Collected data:

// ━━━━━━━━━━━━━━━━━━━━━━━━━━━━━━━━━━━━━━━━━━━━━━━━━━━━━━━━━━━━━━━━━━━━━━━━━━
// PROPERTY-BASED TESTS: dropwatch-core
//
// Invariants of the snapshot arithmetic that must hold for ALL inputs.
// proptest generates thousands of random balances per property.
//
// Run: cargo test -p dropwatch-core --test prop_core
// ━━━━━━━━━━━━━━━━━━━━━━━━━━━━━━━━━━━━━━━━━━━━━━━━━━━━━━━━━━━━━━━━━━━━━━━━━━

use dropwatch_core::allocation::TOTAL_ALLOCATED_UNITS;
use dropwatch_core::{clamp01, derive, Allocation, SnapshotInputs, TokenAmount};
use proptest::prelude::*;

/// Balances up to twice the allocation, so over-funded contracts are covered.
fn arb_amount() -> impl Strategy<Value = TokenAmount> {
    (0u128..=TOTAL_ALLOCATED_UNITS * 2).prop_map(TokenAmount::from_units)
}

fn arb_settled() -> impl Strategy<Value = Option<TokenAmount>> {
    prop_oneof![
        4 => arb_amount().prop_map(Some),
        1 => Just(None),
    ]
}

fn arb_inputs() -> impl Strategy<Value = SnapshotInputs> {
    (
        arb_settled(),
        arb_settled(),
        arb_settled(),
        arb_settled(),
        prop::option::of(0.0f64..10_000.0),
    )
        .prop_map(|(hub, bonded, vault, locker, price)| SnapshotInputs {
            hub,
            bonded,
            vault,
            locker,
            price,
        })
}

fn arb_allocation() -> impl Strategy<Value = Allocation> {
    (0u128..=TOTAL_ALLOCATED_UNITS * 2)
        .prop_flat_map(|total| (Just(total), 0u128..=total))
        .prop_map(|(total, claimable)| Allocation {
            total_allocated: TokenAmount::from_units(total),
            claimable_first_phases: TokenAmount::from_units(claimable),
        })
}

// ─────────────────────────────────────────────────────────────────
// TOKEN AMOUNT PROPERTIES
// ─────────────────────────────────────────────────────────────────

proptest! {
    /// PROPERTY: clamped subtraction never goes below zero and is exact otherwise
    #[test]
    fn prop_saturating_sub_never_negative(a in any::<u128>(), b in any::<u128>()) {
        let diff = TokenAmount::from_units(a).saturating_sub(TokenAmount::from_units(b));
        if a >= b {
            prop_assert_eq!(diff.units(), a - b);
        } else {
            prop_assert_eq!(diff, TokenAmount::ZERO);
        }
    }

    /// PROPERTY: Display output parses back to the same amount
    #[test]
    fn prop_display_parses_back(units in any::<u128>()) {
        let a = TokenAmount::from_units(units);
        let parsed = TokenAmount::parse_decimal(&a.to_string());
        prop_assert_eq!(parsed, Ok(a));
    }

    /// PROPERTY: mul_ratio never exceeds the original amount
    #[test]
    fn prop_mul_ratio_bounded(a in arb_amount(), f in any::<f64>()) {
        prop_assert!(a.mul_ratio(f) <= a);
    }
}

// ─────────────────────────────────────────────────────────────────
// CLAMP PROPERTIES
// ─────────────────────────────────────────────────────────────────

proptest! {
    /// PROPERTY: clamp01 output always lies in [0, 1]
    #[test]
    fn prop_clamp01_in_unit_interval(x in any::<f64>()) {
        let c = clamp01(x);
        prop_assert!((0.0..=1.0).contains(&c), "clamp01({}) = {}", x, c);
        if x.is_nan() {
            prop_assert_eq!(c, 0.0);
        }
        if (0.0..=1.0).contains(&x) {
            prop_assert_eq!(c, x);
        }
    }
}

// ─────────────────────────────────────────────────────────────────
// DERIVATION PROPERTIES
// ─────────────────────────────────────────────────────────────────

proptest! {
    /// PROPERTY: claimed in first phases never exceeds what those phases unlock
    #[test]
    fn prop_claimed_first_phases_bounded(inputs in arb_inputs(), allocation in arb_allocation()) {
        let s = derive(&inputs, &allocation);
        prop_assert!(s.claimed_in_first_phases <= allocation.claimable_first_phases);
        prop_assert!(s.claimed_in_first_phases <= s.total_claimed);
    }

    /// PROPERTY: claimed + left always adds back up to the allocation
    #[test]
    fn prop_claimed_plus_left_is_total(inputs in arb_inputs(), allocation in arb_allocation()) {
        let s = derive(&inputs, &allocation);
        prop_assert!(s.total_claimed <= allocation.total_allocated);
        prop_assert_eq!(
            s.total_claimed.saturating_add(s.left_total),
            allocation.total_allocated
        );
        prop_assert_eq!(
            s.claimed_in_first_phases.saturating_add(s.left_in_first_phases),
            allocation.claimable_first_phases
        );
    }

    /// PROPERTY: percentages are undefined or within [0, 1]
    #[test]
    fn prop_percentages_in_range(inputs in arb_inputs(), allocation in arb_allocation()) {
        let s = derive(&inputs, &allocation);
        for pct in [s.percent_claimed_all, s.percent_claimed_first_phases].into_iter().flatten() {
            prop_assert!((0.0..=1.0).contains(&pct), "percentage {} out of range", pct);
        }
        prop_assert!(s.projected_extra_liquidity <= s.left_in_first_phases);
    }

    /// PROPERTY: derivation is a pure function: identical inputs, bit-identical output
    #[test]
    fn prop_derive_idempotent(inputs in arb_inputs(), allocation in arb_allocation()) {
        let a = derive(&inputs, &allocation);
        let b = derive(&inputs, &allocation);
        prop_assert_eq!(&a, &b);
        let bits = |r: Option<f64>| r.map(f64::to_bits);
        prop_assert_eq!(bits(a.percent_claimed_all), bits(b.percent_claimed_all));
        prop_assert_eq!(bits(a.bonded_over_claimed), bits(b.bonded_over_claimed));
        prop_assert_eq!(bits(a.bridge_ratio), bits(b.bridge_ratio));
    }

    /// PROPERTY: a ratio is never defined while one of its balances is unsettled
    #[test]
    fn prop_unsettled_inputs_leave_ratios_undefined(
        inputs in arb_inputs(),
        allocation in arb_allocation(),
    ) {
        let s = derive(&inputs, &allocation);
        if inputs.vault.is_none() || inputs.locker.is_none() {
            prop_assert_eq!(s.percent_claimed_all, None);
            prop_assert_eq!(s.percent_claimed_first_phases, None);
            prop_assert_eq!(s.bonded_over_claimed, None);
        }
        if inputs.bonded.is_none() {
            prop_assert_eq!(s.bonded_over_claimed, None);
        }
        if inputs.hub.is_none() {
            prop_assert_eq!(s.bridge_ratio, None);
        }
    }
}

* _WHAT TO PRODUCE_: Beginning of the records through the line with "use dropwatch_core::allocation::TOTAL_ALLOCATED_UNITS;": return that span exactly and stop there.

* _ANSWER TO THIS TASK_:
// ━━━━━━━━━━━━━━━━━━━━━━━━━━━━━━━━━━━━━━━━━━━━━━━━━━━━━━━━━━━━━━━━━━━━━━━━━━
// PROPERTY-BASED TESTS: dropwatch-core
//
// Invariants of the snapshot arithmetic that must hold for ALL inputs.
// proptest generates thousands of random balances per property.
//
// Run: cargo test -p dropwatch-core --test prop_core
// ━━━━━━━━━━━━━━━━━━━━━━━━━━━━━━━━━━━━━━━━━━━━━━━━━━━━━━━━━━━━━━━━━━━━━━━━━━

use dropwatch_core::allocation::TOTAL_ALLOCATED_UNITS;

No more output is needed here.